**What the exercise asks**: Your answer should be the data below, reproduced with nothing changed.

**Records for the task**:

=====

//! Path pattern parsing (`spec.md` §3.1, §4.4).

/// One segment of a path pattern: a literal that must match exactly, or a named
/// capture (`{id}`) that matches any single path segment.
#[derive(Debug, Clone, PartialEq, Eq)]
pub enum Segment {
    Literal(String),
    Capture(String),
}

/// A route's path template, split into static segments and named capture positions.
/// Built once, at route-table construction time, from a literal template like
/// `/users/{id}`.
#[derive(Debug, Clone, PartialEq, Eq)]
pub struct PathPattern {
    segments: Vec<Segment>,
}

impl PathPattern {
    /// Parse a literal template such as `/users/{id}/posts/{post_id}`.
    pub fn from_literal(template: &str) -> Self {
        let trimmed = template.trim_start_matches('/');
        let segments = if trimmed.is_empty() {
            Vec::new()
        } else {
            trimmed
                .split('/')
                .map(|raw| {
                    if raw.starts_with('{') && raw.ends_with('}') && raw.len() > 2 {
                        Segment::Capture(raw[1..raw.len() - 1].to_string())
                    } else {
                        Segment::Literal(raw.to_string())
                    }
                })
                .collect()
        };
        PathPattern { segments }
    }

    pub fn segments(&self) -> &[Segment] {
        &self.segments
    }
}

#[cfg(test)]
mod tests {
    use super::*;

    #[test]
    fn splits_literal_and_capture_segments() {
        let pattern = PathPattern::from_literal("/users/{id}/posts/{post_id}");
        assert_eq!(
            pattern.segments(),
            &[
                Segment::Literal("users".into()),
                Segment::Capture("id".into()),
                Segment::Literal("posts".into()),
                Segment::Capture("post_id".into()),
            ]
        );
    }

    #[test]
    fn root_pattern_has_no_segments() {
        let pattern = PathPattern::from_literal("/");
        assert!(pattern.segments().is_empty());
    }
}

=====

**Solution to the exercise**:
//! Path pattern parsing (`spec.md` §3.1, §4.4).

/// One segment of a path pattern: a literal that must match exactly, or a named
/// capture (`{id}`) that matches any single path segment.
#[derive(Debug, Clone, PartialEq, Eq)]
pub enum Segment {
    Literal(String),
    Capture(String),
}

/// A route's path template, split into static segments and named capture positions.
/// Built once, at route-table construction time, from a literal template like
/// `/users/{id}`.
#[derive(Debug, Clone, PartialEq, Eq)]
pub struct PathPattern {
    segments: Vec<Segment>,
}

impl PathPattern {
    /// Parse a literal template such as `/users/{id}/posts/{post_id}`.
    pub fn from_literal(template: &str) -> Self {
        let trimmed = template.trim_start_matches('/');
        let segments = if trimmed.is_empty() {
            Vec::new()
        } else {
            trimmed
                .split('/')
                .map(|raw| {
                    if raw.starts_with('{') && raw.ends_with('}') && raw.len() > 2 {
                        Segment::Capture(raw[1..raw.len() - 1].to_string())
                    } else {
                        Segment::Literal(raw.to_string())
                    }
                })
                .collect()
        };
        PathPattern { segments }
    }

    pub fn segments(&self) -> &[Segment] {
        &self.segments
    }
}

#[cfg(test)]
mod tests {
    use super::*;

    #[test]
    fn splits_literal_and_capture_segments() {
        let pattern = PathPattern::from_literal("/users/{id}/posts/{post_id}");
        assert_eq!(
            pattern.segments(),
            &[
                Segment::Literal("users".into()),
                Segment::Capture("id".into()),
                Segment::Literal("posts".into()),
                Segment::Capture("post_id".into()),
            ]
        );
    }

    #[test]
    fn root_pattern_has_no_segments() {
        let pattern = PathPattern::from_literal("/");
        assert!(pattern.segments().is_empty());
    }
}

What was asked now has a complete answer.